Records from a data source
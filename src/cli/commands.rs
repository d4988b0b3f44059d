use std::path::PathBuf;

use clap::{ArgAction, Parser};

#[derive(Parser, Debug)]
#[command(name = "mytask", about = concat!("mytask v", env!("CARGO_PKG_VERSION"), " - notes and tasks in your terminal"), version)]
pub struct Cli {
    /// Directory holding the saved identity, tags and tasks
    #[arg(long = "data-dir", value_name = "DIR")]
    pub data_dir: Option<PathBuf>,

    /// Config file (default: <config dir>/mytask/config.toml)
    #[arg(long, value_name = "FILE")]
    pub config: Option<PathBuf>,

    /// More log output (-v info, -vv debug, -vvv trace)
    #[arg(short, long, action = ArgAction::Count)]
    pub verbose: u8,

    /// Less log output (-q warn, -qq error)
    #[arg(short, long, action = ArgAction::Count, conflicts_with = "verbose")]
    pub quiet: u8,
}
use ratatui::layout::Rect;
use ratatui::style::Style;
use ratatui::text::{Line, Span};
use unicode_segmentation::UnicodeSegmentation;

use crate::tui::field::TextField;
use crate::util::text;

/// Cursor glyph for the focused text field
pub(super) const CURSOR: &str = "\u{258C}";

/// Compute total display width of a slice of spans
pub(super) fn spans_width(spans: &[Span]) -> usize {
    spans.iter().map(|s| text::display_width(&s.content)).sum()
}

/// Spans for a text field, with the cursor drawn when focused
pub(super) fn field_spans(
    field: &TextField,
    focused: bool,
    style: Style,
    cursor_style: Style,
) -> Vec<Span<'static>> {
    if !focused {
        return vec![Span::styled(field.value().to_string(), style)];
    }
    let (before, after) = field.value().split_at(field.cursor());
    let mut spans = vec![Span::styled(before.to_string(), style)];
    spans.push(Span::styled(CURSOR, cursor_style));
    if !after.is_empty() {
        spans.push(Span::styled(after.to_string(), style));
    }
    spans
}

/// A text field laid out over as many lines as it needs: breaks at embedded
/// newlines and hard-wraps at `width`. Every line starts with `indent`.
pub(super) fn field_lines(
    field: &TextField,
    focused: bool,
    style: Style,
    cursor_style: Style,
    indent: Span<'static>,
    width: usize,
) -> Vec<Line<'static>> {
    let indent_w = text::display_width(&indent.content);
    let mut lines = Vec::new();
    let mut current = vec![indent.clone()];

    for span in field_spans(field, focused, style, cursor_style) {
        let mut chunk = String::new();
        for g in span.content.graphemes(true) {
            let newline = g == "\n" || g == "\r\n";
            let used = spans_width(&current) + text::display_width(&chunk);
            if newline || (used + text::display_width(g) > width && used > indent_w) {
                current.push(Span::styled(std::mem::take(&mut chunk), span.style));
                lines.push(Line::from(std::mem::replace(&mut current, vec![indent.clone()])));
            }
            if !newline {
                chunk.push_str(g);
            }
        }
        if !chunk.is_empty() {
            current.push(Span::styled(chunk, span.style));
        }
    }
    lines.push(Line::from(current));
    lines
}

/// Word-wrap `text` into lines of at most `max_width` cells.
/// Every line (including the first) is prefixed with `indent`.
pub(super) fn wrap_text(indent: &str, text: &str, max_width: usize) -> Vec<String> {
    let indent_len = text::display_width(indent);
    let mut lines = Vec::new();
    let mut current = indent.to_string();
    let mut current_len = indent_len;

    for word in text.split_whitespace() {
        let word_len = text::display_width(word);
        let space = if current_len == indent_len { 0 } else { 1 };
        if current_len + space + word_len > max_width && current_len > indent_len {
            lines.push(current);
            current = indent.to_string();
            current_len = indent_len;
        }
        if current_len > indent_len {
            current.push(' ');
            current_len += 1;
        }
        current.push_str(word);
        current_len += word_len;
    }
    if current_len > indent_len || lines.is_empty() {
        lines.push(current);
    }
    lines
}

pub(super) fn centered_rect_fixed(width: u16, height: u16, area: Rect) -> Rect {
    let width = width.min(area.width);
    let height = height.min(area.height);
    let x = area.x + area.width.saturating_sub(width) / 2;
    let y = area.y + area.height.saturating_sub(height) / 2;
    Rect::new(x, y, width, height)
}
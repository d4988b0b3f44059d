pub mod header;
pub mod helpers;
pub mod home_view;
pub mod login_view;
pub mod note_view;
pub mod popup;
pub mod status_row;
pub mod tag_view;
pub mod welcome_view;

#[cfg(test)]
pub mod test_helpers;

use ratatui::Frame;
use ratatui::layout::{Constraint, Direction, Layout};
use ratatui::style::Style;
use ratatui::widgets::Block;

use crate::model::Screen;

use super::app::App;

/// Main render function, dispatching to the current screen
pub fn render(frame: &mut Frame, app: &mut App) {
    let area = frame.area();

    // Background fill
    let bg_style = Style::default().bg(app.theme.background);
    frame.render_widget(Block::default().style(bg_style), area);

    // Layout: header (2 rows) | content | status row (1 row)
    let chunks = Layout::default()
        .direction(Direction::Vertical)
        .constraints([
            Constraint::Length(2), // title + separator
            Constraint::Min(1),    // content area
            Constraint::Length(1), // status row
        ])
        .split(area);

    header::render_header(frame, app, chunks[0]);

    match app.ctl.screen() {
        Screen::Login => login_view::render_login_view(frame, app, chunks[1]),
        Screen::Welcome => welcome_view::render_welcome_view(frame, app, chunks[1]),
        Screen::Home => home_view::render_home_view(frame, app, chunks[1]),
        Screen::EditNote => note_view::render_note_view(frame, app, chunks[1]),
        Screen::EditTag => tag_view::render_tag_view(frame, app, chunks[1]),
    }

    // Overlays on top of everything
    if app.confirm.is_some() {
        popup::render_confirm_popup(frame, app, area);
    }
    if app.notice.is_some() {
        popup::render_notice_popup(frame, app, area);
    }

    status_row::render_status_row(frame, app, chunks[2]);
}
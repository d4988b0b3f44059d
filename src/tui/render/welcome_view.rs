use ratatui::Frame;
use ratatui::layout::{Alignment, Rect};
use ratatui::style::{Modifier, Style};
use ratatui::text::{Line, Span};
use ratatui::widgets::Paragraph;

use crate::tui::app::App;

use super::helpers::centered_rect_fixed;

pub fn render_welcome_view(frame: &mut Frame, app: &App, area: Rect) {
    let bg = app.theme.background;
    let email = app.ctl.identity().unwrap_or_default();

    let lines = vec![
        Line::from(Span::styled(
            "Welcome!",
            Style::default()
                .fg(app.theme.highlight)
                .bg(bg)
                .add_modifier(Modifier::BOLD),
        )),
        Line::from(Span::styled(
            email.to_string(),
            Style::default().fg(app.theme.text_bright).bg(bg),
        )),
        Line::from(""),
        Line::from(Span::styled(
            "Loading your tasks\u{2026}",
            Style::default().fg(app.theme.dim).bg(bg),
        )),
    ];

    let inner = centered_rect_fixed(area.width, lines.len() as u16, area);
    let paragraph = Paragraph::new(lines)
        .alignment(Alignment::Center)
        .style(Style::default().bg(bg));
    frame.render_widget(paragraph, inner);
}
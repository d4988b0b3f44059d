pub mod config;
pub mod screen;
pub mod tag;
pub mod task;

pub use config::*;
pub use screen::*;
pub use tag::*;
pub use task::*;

» **Problem requirements**
The expected output is one number, the tally of lines above containing "your".

» **Response to the task**
2